Search
Written by Chris Piech.
February 29th, 2016
Path hops:
Path cost:
Think about the todo-list collection
A common pattern amongst the search algorithms (with the semi-exception of recursive exploration) is that they all build a collection which stores paths (or in some implementations nodes) that should be explored. I call this the search "todo" list.
Here is an example. Dijkstra uses a PriorityQueue to store the todo list. Change the collection type to switch between Breadth First Search and A Star.

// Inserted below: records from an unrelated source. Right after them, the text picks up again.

#[derive(Debug, Clone, PartialEq, Eq)]
pub enum RoutingDecision {
    /// Serve the capture of `target` closest to `timestamp`
    Replay {
        collection: CollectionRef,
        timestamp: Timestamp,
        target: Url,
    },
    /// No usable session: send the client to the selection domain
    RedirectToSelection { location: String },
    /// Collection picker for the marked target `suffix`
    ServeSelectionPage {
        suffix: String,
        collections: Vec<String>,
        no_captures: bool,
        notice: Option<String>,
    },
    ServeCaptureListing {
        collection: CollectionRef,
        target: Url,
        timestamps: Vec<Timestamp>,
    },
    /// Session state changed; continue at `location`
    MutateSessionAndRedirect {
        session: SessionKey,
        mode: CollectionMode,
        sticky: Option<Timestamp>,
        location: String,
    },
    /// Handoff redeemed on a literal domain; the cookie for it goes out with this redirect
    PlantCookieAndRedirect { session: SessionKey, location: String },
    /// `/static/...`, or `/` for the landing page
    ServeStatic { asset_path: String },
    ServeAuthorityArtifact(AuthorityArtifact),
    NotFound,
}

impl RoutingDecision {
    fn label(&self) -> &'static str {
        match self {
            RoutingDecision::Replay { .. } => "replay",
            RoutingDecision::RedirectToSelection { .. } => "redirect-to-selection",
            RoutingDecision::ServeSelectionPage { .. } => "selection-page",
            RoutingDecision::ServeCaptureListing { .. } => "capture-listing",
            RoutingDecision::MutateSessionAndRedirect { .. } => "mutate-session",
            RoutingDecision::PlantCookieAndRedirect { .. } => "plant-cookie",
            RoutingDecision::ServeStatic { .. } => "static",
            RoutingDecision::ServeAuthorityArtifact(_) => "authority-artifact",
            RoutingDecision::NotFound => "not-found",
        }
    }
}

/// Session cookie to send with the response.
#[derive(Debug, Clone, PartialEq, Eq)]
pub struct SessionCookie {
    pub key: SessionKey,
    /// `Domain` attribute: the root domain family or one literal host
    pub domain: String,
}

#[derive(Debug, Clone, PartialEq, Eq)]
pub struct RoutingOutcome {
    pub decision: RoutingDecision,
    pub cookie: Option<SessionCookie>,
}

impl From<RoutingDecision> for RoutingOutcome {
    fn from(decision: RoutingDecision) -> Self {
        Self {
            decision,
            cookie: None,
        }
    }
}

/// A session that has a collection pinned.
struct Pinned {
    session: ProxySession,
    collection: CollectionRef,
}

pub struct RoutingEngine {
    routing: RoutingConfig,
    sessions: Arc<SessionStore>,
    gateway: Arc<dyn Gateway>,
    timeout: Duration,
    metrics: Arc<Metrics>,
}
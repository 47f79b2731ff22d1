use crate::Result;
use axum::{routing::get, Json, Router};
use serde::Serialize;
use std::net::SocketAddr;
use std::sync::{
    atomic::{AtomicU64, Ordering},
    Arc,
};
use tracing::info;

/// Shared state for metrics
#[derive(Debug, Default)]
pub struct Metrics {
    pub total_requests: AtomicU64,
    pub tunnels: AtomicU64,
    pub replays: AtomicU64,
    pub selection_redirects: AtomicU64,
    pub session_mutations: AtomicU64,
    pub listings: AtomicU64,
    pub certificates_issued: AtomicU64,
    pub issuance_failures: AtomicU64,
    pub gateway_errors: AtomicU64,
    pub live_sessions: AtomicU64,
}

#[derive(Serialize)]
struct HealthResponse {
    status: String,
}

#[derive(Debug, Serialize, PartialEq, Eq)]
pub struct MetricsSnapshot {
    pub total_requests: u64,
    pub tunnels: u64,
    pub replays: u64,
    pub selection_redirects: u64,
    pub session_mutations: u64,
    pub listings: u64,
    pub certificates_issued: u64,
    pub issuance_failures: u64,
    pub gateway_errors: u64,
    pub live_sessions: u64,
}

impl Metrics {
    pub fn snapshot(&self) -> MetricsSnapshot {
        MetricsSnapshot {
            total_requests: self.total_requests.load(Ordering::Relaxed),
            tunnels: self.tunnels.load(Ordering::Relaxed),
            replays: self.replays.load(Ordering::Relaxed),
            selection_redirects: self.selection_redirects.load(Ordering::Relaxed),
            session_mutations: self.session_mutations.load(Ordering::Relaxed),
            listings: self.listings.load(Ordering::Relaxed),
            certificates_issued: self.certificates_issued.load(Ordering::Relaxed),
            issuance_failures: self.issuance_failures.load(Ordering::Relaxed),
            gateway_errors: self.gateway_errors.load(Ordering::Relaxed),
            live_sessions: self.live_sessions.load(Ordering::Relaxed),
        }
    }
}

pub fn admin_router(metrics: Arc<Metrics>) -> Router {
    Router::new()
        .route("/health", get(health_handler))
        .route("/metrics", get(move || metrics_handler(metrics)))
}

pub async fn start_admin_server(address: &str, port: u16, metrics: Arc<Metrics>) -> Result<()> {
    let app = admin_router(metrics);

    let addr: SocketAddr = format!("{}:{}", address, port).parse().map_err(|e| {
        crate::error::ProxyError::Configuration(format!("Invalid admin address {}: {}", address, e))
    })?;
    info!("Starting Admin API on {}", addr);

    let listener = tokio::net::TcpListener::bind(addr).await.map_err(|e| {
        crate::error::ProxyError::Network(format!("Failed to bind admin port {}: {}", port, e))
    })?;

    axum::serve(listener, app)
        .await
        .map_err(|e| crate::error::ProxyError::Network(format!("Admin server failed: {}", e)))?;

    Ok(())
}

async fn health_handler() -> Json<HealthResponse> {
    Json(HealthResponse {
        status: "ok".to_string(),
    })
}

async fn metrics_handler(metrics: Arc<Metrics>) -> Json<MetricsSnapshot> {
    Json(metrics.snapshot())
}

#[cfg(test)]
mod tests {
    use super::*;

    #[test]
    fn test_snapshot_reflects_counters() {
        let metrics = Metrics::default();
        metrics.replays.fetch_add(3, Ordering::Relaxed);
        metrics.live_sessions.fetch_add(1, Ordering::Relaxed);

        let snapshot = metrics.snapshot();
        assert_eq!(snapshot.replays, 3);
        assert_eq!(snapshot.live_sessions, 1);
        assert_eq!(snapshot.total_requests, 0);
    }

    #[tokio::test]
    async fn test_metrics_serialize_counter_names() {
        let metrics = Arc::new(Metrics::default());
        metrics.total_requests.fetch_add(2, Ordering::Relaxed);

        let Json(snapshot) = metrics_handler(metrics).await;
        let body = serde_json::to_string(&snapshot).unwrap();
        assert!(body.contains("\"total_requests\":2"));
        assert!(body.contains("certificates_issued"));
    }
}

function dijkstras(startNode, goal) {
pQueue = PriorityQueue()
pQueue.enqueue(newPath(startNode), 0)
seen = Set();
while !pQueue.isEmpty():
currPath = pQueue.dequeue()
currState = last(currPath);
if(currState is goal) return currPath;
if(seen contains currState) continue;
seen.add(currState);
for nextState in getNextStates(currState)
path = newPath(currPath, nextState);
pQueue.enqueue(path, getCost(path));
}
}
// failed to find a path
}
The fundamental difference between Depth First Search, Breadth First Search, Dijkstra and A Star is the collection used to represent the "todo" list of paths to process.
| Algorithm | Todo Collection | Benefit |
|---|---|---|
| Depth First Search | Stack | Uses little memory |
| Breadth First Search | Queue | Finds shortest hops |
| Dijkstra's Algorithm | Priority Queue | Finds shortest path |
| A Star | Priority Queue | Finds shortest path fast |
Worth Thinking About
In all cases Recursive Exploration is the same of Depth First Search.
Breadth first search always finds the shortest path for unweighted graphs, but not for weighted graphs.
For graphs with unweighted edges, Breadth First Search is the same as Dijkstra's.